Semantic layer + LLMs: the new interface
In November 2024 a product manager at Swiggy named Karan typed "what was Bengaluru late-night order volume yesterday?" into the company's internal Slack bot and got back "₹3.42 crore across 71,284 orders, mostly biryani and momos, peak at 1:47 a.m." Six months earlier the same question would have meant pinging an analyst, waiting forty minutes, and getting a screenshot from Looker. The bot in 2024 worked because it never wrote a line of SQL. It called a function. The function was a registered metric in the company's semantic layer, and the LLM's job was only to map the English question to the right function call. This chapter is about why that boundary — LLM picks the metric, semantic layer writes the SQL — is the only architecture that produces answers an analyst would sign off on.
Wire an LLM directly to a SQL warehouse and it will hallucinate joins, miss filters, and confuse two metrics that share a name. Wire it to a semantic layer and the LLM is constrained to a finite menu of registered metrics and dimensions; the SQL is generated deterministically by the compiler, not by the model. The error rate goes from ~22% to ~3% because the model is no longer asked to do the thing it is bad at.
The two architectures, side by side
Every "ChatGPT for your data" demo collapses into one of two patterns. The difference is where the SQL is written.
Why the right side is robust and the left side is not: an LLM has seen millions of SQL queries, but it has never seen your warehouse. It does not know that fct_orders includes test rows from staging environments, that gmv excludes refunds at Swiggy but includes them at Zomato, or that city should be normalised through dim_geo before grouping. The semantic layer encodes those facts once, in dbt YAML, where they are version-controlled and PR-reviewed. Asking the LLM to re-derive them from schema names is asking it to guess.
What the LLM actually sees
The interface contract is small. The LLM is given a list of metrics — each with a name, a description, the dimensions it can be sliced by, and the filters it accepts. Nothing else.

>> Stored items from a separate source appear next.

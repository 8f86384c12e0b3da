//! Shared harness for cross-crate scenarios.
//!
//! `Harness` wires one session the way the binary does: file-backed state
//! store and audit log in a temp dir, a `FixedClock`, a `SharedLedger` and an
//! `ExecutionGatekeeper`, all over the same files.

use anyhow::Result;
use chrono::{DateTime, NaiveDate, TimeZone, Utc};
use std::path::{Path, PathBuf};
use std::sync::Arc;
use tempfile::TempDir;
use tg_audit::{AuditTrail, ExecutionAttempt, JsonlAuditTrail};
use tg_gate::{ExecutionGatekeeper, GateRequest};
use tg_risk::{token_registration, Allowance, EvaluateRequest, RiskLedger, SharedLedger};
use tg_schemas::{
    AlignmentState, ExecutionType, FixedClock, MarketMode, Scenario, ScenarioProbabilities,
};
use tg_store::{
    DailyLedgerRow, JsonlStateStore, RiskEvent, SessionSnapshot, StateStore, TokenRegistration,
};
use tg_token::{PermissionToken, TokenTerms};
use uuid::Uuid;

pub const SESSION_ID: &str = "scenario";

/// 10:00 IST on a Monday.
pub fn before_cutoff() -> DateTime<Utc> {
    Utc.with_ymd_and_hms(2026, 3, 2, 4, 30, 0).single().unwrap_or_default()
}

/// 15:20 IST, same day.
pub fn after_cutoff() -> DateTime<Utc> {
    Utc.with_ymd_and_hms(2026, 3, 2, 9, 50, 0).single().unwrap_or_default()
}

pub type FileLedger = SharedLedger<Arc<JsonlStateStore>, Arc<FixedClock>>;
pub type FileGate = ExecutionGatekeeper<Arc<JsonlAuditTrail>, Arc<JsonlStateStore>, Arc<FixedClock>>;

pub struct Harness {
    dir: TempDir,
    pub mode: MarketMode,
    pub equity: f64,
    pub clock: Arc<FixedClock>,
    pub store: Arc<JsonlStateStore>,
    pub audit: Arc<JsonlAuditTrail>,
    pub ledger: FileLedger,
    pub gate: FileGate,
}

impl Harness {
    pub fn new(mode: MarketMode, equity: f64) -> Result<Self> {
        Self::at(mode, equity, before_cutoff())
    }

    pub fn at(mode: MarketMode, equity: f64, now: DateTime<Utc>) -> Result<Self> {
        let dir = tempfile::tempdir()?;
        let clock = Arc::new(FixedClock::new(now));
        let store = Arc::new(JsonlStateStore::open(dir.path().join("state"))?);
        let audit = Arc::new(JsonlAuditTrail::open(
            dir.path().join("execution_audit.jsonl"),
            true,
        )?);
        let ledger = SharedLedger::new(RiskLedger::open(
            SESSION_ID,
            mode,
            equity,
            Arc::clone(&store),
            Arc::clone(&clock),
        )?);
        let gate = ExecutionGatekeeper::new(
            Arc::clone(&audit),
            Arc::clone(&store),
            Arc::clone(&clock),
        );
        Ok(Self {
            dir,
            mode,
            equity,
            clock,
            store,
            audit,
            ledger,
            gate,
        })
    }

    pub fn root(&self) -> &Path {
        self.dir.path()
    }

    pub fn state_dir(&self) -> PathBuf {
        self.dir.path().join("state")
    }

    pub fn audit_path(&self) -> PathBuf {
        self.dir.path().join("execution_audit.jsonl")
    }

    /// A second ledger over the same files, as a restarted process would see.
    pub fn reopen_ledger(&self) -> Result<FileLedger> {
        Ok(SharedLedger::new(RiskLedger::open(
            SESSION_ID,
            self.mode,
            self.equity,
            Arc::new(JsonlStateStore::open(self.state_dir())?),
            Arc::clone(&self.clock),
        )?))
    }

    /// A gatekeeper in another process: same state dir, same audit log,
    /// opened independently.
    pub fn second_gate(&self) -> Result<FileGate> {
        Ok(ExecutionGatekeeper::new(
            Arc::new(JsonlAuditTrail::open(self.audit_path(), true)?),
            Arc::new(JsonlStateStore::open(self.state_dir())?),
            Arc::clone(&self.clock),
        ))
    }

    /// A token with exactly these terms, registered as if this session's
    /// ledger had minted it.
    pub fn issue(
        &self,
        symbol: &str,
        scenario: Scenario,
        mode: MarketMode,
        probability_active: f64,
        max_risk: f64,
        created_at: DateTime<Utc>,
    ) -> Result<PermissionToken> {
        let t = token(symbol, scenario, mode, probability_active, max_risk, created_at)?;
        register(self.store.as_ref(), &t)?;
        Ok(t)
    }

    /// Evaluate and, if allowed, mint. The allowance is retired on mint.
    pub fn approve(&self, req: &EvaluateRequest) -> Result<(Allowance, Option<PermissionToken>)> {
        let mut l = self.ledger.lock();
        let a = l.evaluate(req);
        if !a.allowed {
            return Ok((a, None));
        }
        let t = l.mint_token(&a)?;
        l.consume_allowance(a.id);
        Ok((a, Some(t)))
    }
}

pub fn evaluate_request(symbol: &str, scenario: Scenario, p: f64) -> EvaluateRequest {
    EvaluateRequest {
        symbol: symbol.to_string(),
        scenario,
        active_probability: p,
        alignment: AlignmentState::Full,
        is_unstable: false,
        sector: None,
    }
}

/// A token built directly, bypassing the ledger. Nothing registers it, so
/// the gate does not recognise it until [`register`] is called.
pub fn token(
    symbol: &str,
    scenario: Scenario,
    mode: MarketMode,
    probability_active: f64,
    max_risk: f64,
    created_at: DateTime<Utc>,
) -> Result<PermissionToken> {
    Ok(PermissionToken::issue_at(
        TokenTerms {
            symbol: symbol.to_string(),
            scenario,
            mode,
            alignment_state: AlignmentState::Full,
            probability_active,
        },
        max_risk,
        created_at,
    )?)
}

/// Record `t` in `store` the way `RiskLedger::mint_token` does.
pub fn register(store: &(impl StateStore + ?Sized), t: &PermissionToken) -> Result<()> {
    store.register_token(&token_registration(SESSION_ID, t))
}

/// Live facts that agree with `t` and ask for `risk_requested`.
pub fn matching_request(t: &PermissionToken, risk_requested: f64) -> GateRequest {
    let mut probs = ScenarioProbabilities::default();
    let rest = (1.0 - t.probability_active()) / 2.0;
    probs.a = rest;
    probs.b = rest;
    probs.c = rest;
    match t.scenario() {
        Scenario::A => probs.a = t.probability_active(),
        Scenario::B => probs.b = t.probability_active(),
        Scenario::C => probs.c = t.probability_active(),
    }
    GateRequest {
        symbol: t.symbol().to_string(),
        timeframe: "15m".to_string(),
        scenario_active: t.scenario(),
        probabilities: probs,
        alignment_state: AlignmentState::Full,
        risk_requested,
        market_mode: t.mode(),
        execution_type: ExecutionType::Manual,
    }
}

// ---------------------------------------------------------------------------
// Failing collaborators
// ---------------------------------------------------------------------------

/// State store whose every call fails.
#[derive(Debug, Default)]
pub struct UnavailableStore;

impl StateStore for UnavailableStore {
    fn save_session_snapshot(&self, _: &SessionSnapshot) -> Result<()> {
        anyhow::bail!("state store unavailable")
    }

    fn latest_session_snapshot(&self, _: &str) -> Result<Option<SessionSnapshot>> {
        anyhow::bail!("state store unavailable")
    }

    fn append_daily_row(&self, _: &DailyLedgerRow) -> Result<()> {
        anyhow::bail!("state store unavailable")
    }

    fn daily_rows(&self, _: &str, _: NaiveDate) -> Result<Vec<DailyLedgerRow>> {
        anyhow::bail!("state store unavailable")
    }

    fn log_risk_event(&self, _: &RiskEvent) -> Result<()> {
        anyhow::bail!("state store unavailable")
    }

    fn risk_events(&self, _: &str) -> Result<Vec<RiskEvent>> {
        anyhow::bail!("state store unavailable")
    }

    fn register_token(&self, _: &TokenRegistration) -> Result<()> {
        anyhow::bail!("state store unavailable")
    }

    fn token_registration(&self, _: Uuid) -> Result<Option<TokenRegistration>> {
        anyhow::bail!("state store unavailable")
    }

    fn mark_token_consumed(&self, _: Uuid, _: DateTime<Utc>) -> Result<bool> {
        anyhow::bail!("state store unavailable")
    }

    fn is_token_consumed(&self, _: Uuid) -> Result<bool> {
        anyhow::bail!("state store unavailable")
    }
}

/// Reads pass through to `inner`; writes fail.
pub struct ReadOnlyStore<S> {
    pub inner: S,
}

impl<S: StateStore> StateStore for ReadOnlyStore<S> {
    fn save_session_snapshot(&self, _: &SessionSnapshot) -> Result<()> {
        anyhow::bail!("state store is read-only")
    }

    fn latest_session_snapshot(&self, session_id: &str) -> Result<Option<SessionSnapshot>> {
        self.inner.latest_session_snapshot(session_id)
    }

    fn append_daily_row(&self, _: &DailyLedgerRow) -> Result<()> {
        anyhow::bail!("state store is read-only")
    }

    fn daily_rows(&self, session_id: &str, date: NaiveDate) -> Result<Vec<DailyLedgerRow>> {
        self.inner.daily_rows(session_id, date)
    }

    fn log_risk_event(&self, _: &RiskEvent) -> Result<()> {
        anyhow::bail!("state store is read-only")
    }

    fn risk_events(&self, session_id: &str) -> Result<Vec<RiskEvent>> {
        self.inner.risk_events(session_id)
    }

    fn register_token(&self, _: &TokenRegistration) -> Result<()> {
        anyhow::bail!("state store is read-only")
    }

    fn token_registration(&self, token_id: Uuid) -> Result<Option<TokenRegistration>> {
        self.inner.token_registration(token_id)
    }

    fn mark_token_consumed(&self, _: Uuid, _: DateTime<Utc>) -> Result<bool> {
        anyhow::bail!("state store is read-only")
    }

    fn is_token_consumed(&self, token_id: Uuid) -> Result<bool> {
        self.inner.is_token_consumed(token_id)
    }
}

/// Audit trail that refuses every append.
#[derive(Debug, Default)]
pub struct UnavailableAudit;

impl AuditTrail for UnavailableAudit {
    fn append(&self, _: &ExecutionAttempt) -> Result<u64> {
        anyhow::bail!("audit log unavailable")
    }

    fn attempts(&self) -> Result<Vec<ExecutionAttempt>> {
        anyhow::bail!("audit log unavailable")
    }
}

#[cfg(test)]
mod tests {
    use super::*;

    #[test]
    fn harness_starts_operational_before_cutoff() {
        let h = Harness::new(MarketMode::Intraday, 1_000_000.0).unwrap();
        assert!(h.ledger.status().is_operational);
        assert!(h.state_dir().is_dir());
        assert!(!tg_gate::policy::past_intraday_cutoff(before_cutoff()));
        assert!(tg_gate::policy::past_intraday_cutoff(after_cutoff()));
    }

    #[test]
    fn matching_request_agrees_with_token() {
        let t = token("TCS", Scenario::B, MarketMode::Swing, 0.7, 500.0, before_cutoff()).unwrap();
        let r = matching_request(&t, 100.0);
        assert_eq!(r.scenario_active, Scenario::B);
        assert!((r.active_probability() - 0.7).abs() < 1e-12);
        assert_eq!(r.market_mode, MarketMode::Swing);
    }
}
//! Durable consumed-marker under contention.
//!
//! GREEN when:
//! - independent store handles on one directory (stand-ins for separate
//!   processes) racing `mark_token_consumed` yield exactly one `true`
//! - the in-memory store gives the same guarantee across threads
//! - an id nobody registered cannot be marked at all, from any handle

use chrono::{Duration, Utc};
use std::sync::{Arc, Barrier};
use tg_schemas::{AlignmentState, MarketMode, Scenario};
use tg_store::{JsonlStateStore, MemoryStateStore, StateStore, TokenRegistration};
use uuid::Uuid;

const N: usize = 6;

fn issued(store: &impl StateStore) -> Uuid {
    let token_id = Uuid::new_v4();
    let now = Utc::now();
    store
        .register_token(&TokenRegistration {
            token_id,
            session_id: "race".into(),
            symbol: "NIFTY".into(),
            scenario: Scenario::A,
            mode: MarketMode::Intraday,
            alignment_state: AlignmentState::Full,
            probability_active: 0.7,
            max_risk: 100.0,
            created_at: now,
            expires_at: now + Duration::minutes(15),
        })
        .unwrap();
    token_id
}

fn race<S: StateStore>(stores: Vec<S>, token_id: Uuid) -> usize {
    let barrier = Barrier::new(stores.len());
    std::thread::scope(|s| {
        let handles: Vec<_> = stores
            .iter()
            .map(|store| {
                let barrier = &barrier;
                s.spawn(move || {
                    barrier.wait();
                    store.mark_token_consumed(token_id, Utc::now()).unwrap()
                })
            })
            .collect();
        handles
            .into_iter()
            .map(|h| h.join().unwrap())
            .filter(|won| *won)
            .count()
    })
}

#[test]
fn file_marker_has_single_winner_across_handles() {
    let dir = tempfile::tempdir().unwrap();
    let stores: Vec<JsonlStateStore> = (0..N)
        .map(|_| JsonlStateStore::open(dir.path()).unwrap())
        .collect();
    let id = issued(&stores[0]);
    assert_eq!(race(stores, id), 1);
    assert!(JsonlStateStore::open(dir.path())
        .unwrap()
        .is_token_consumed(id)
        .unwrap());
}

#[test]
fn memory_marker_has_single_winner_across_threads() {
    let shared = Arc::new(MemoryStateStore::new());
    let stores: Vec<Arc<MemoryStateStore>> = (0..N).map(|_| Arc::clone(&shared)).collect();
    let id = issued(&shared);
    assert_eq!(race(stores, id), 1);
    assert!(shared.is_token_consumed(id).unwrap());
}

#[test]
fn unregistered_id_is_refused_by_every_handle() {
    let dir = tempfile::tempdir().unwrap();
    let stranger = Uuid::new_v4();
    for _ in 0..3 {
        let store = JsonlStateStore::open(dir.path()).unwrap();
        assert!(store.mark_token_consumed(stranger, Utc::now()).is_err());
    }
    assert!(!JsonlStateStore::open(dir.path())
        .unwrap()
        .is_token_consumed(stranger)
        .unwrap());
}
use anyhow::Result;
use clap::Subcommand;
use serde_json::json;
use std::path::PathBuf;
use tg_audit::{verify_hash_chain, AuditTrail, VerifyResult};
use uuid::Uuid;

use super::{load_session, print_json, Outcome};

#[derive(Subcommand)]
pub enum AuditCmd {
    /// Attempt counts, selectivity ratio and block breakdown
    Stats,

    /// Most recent attempts, newest first
    Recent {
        #[arg(long, default_value_t = 20)]
        limit: usize,

        /// Only attempts for this symbol
        #[arg(long, conflicts_with = "token_id")]
        symbol: Option<String>,

        /// Only attempts for this token (oldest first)
        #[arg(long = "token-id")]
        token_id: Option<Uuid>,
    },

    /// Verify the audit log's hash chain
    Verify {
        /// Log to verify (defaults to the session's audit log)
        #[arg(long)]
        path: Option<PathBuf>,
    },
}

pub fn run(config_paths: &[String], cmd: AuditCmd) -> Result<Outcome> {
    match cmd {
        AuditCmd::Stats => {
            let trail = load_session(config_paths)?.audit()?;
            print_json(&trail.stats()?)?;
            Ok(Outcome::Done)
        }

        AuditCmd::Recent {
            limit,
            symbol,
            token_id,
        } => {
            let trail = load_session(config_paths)?.audit()?;
            let rows = match (symbol, token_id) {
                (_, Some(id)) => trail.attempts_for_token(id)?,
                (Some(s), None) => trail.attempts_for_symbol(&s)?,
                (None, None) => trail.recent(limit)?,
            };
            let rows: Vec<_> = rows.into_iter().take(limit).collect();
            print_json(&rows)?;
            Ok(Outcome::Done)
        }

        AuditCmd::Verify { path } => {
            let path = match path {
                Some(p) => p,
                None => load_session(config_paths)?.config.audit_log_path(),
            };
            match verify_hash_chain(&path)? {
                VerifyResult::Valid { lines } => {
                    print_json(&json!({ "valid": true, "lines": lines, "path": path }))?;
                    Ok(Outcome::Done)
                }
                VerifyResult::Broken { line, reason } => {
                    print_json(&json!({
                        "valid": false,
                        "line": line,
                        "reason": reason,
                        "path": path,
                    }))?;
                    Ok(Outcome::Refused)
                }
            }
        }
    }
}
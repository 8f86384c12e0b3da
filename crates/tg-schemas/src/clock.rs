//! Time source seam.
//!
//! Evaluation logic never calls `Utc::now()` directly; it asks a `Clock`.
//! Production wires `SystemClock`, tests wire `FixedClock` and move it by hand.

use chrono::{DateTime, Duration, Utc};
use parking_lot::Mutex;

pub trait Clock: Send + Sync {
    fn now(&self) -> DateTime<Utc>;
}

#[derive(Debug, Clone, Copy, Default)]
pub struct SystemClock;

impl Clock for SystemClock {
    fn now(&self) -> DateTime<Utc> {
        Utc::now()
    }
}

/// Manually driven clock for deterministic tests.
#[derive(Debug)]
pub struct FixedClock {
    now: Mutex<DateTime<Utc>>,
}

impl FixedClock {
    pub fn new(now: DateTime<Utc>) -> Self {
        Self {
            now: Mutex::new(now),
        }
    }

    pub fn set(&self, now: DateTime<Utc>) {
        *self.now.lock() = now;
    }

    pub fn advance(&self, by: Duration) {
        let mut g = self.now.lock();
        *g += by;
    }
}

impl Clock for FixedClock {
    fn now(&self) -> DateTime<Utc> {
        *self.now.lock()
    }
}

impl<C: Clock + ?Sized> Clock for std::sync::Arc<C> {
    fn now(&self) -> DateTime<Utc> {
        (**self).now()
    }
}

Specifically: no table names, no column names, no SQL. Here is the schema Razorpay's "ask Riya" bot ships to GPT-4 / Claude every turn (abridged from the production version, with noise removed).
# What the LLM sees as its tool schema, every turn.
# Generated from dbt YAML by `dbt sl list-metrics --format=tool-schema`.
METRIC_TOOLS = [
{
"name": "query_metric",
"description": "Query a registered metric by dimensions and filters.",
"parameters": {
"type": "object",
"properties": {
"metric": {
"type": "string",
"enum": ["gmv", "transactions", "active_merchants",
"p99_settlement_lag_minutes", "chargeback_rate"],
"description": (
"gmv: gross merchandise value in INR, excludes refunds and test orders. "
"transactions: count of successful payment intents. "
"active_merchants: distinct merchants with >=1 successful payment in window. "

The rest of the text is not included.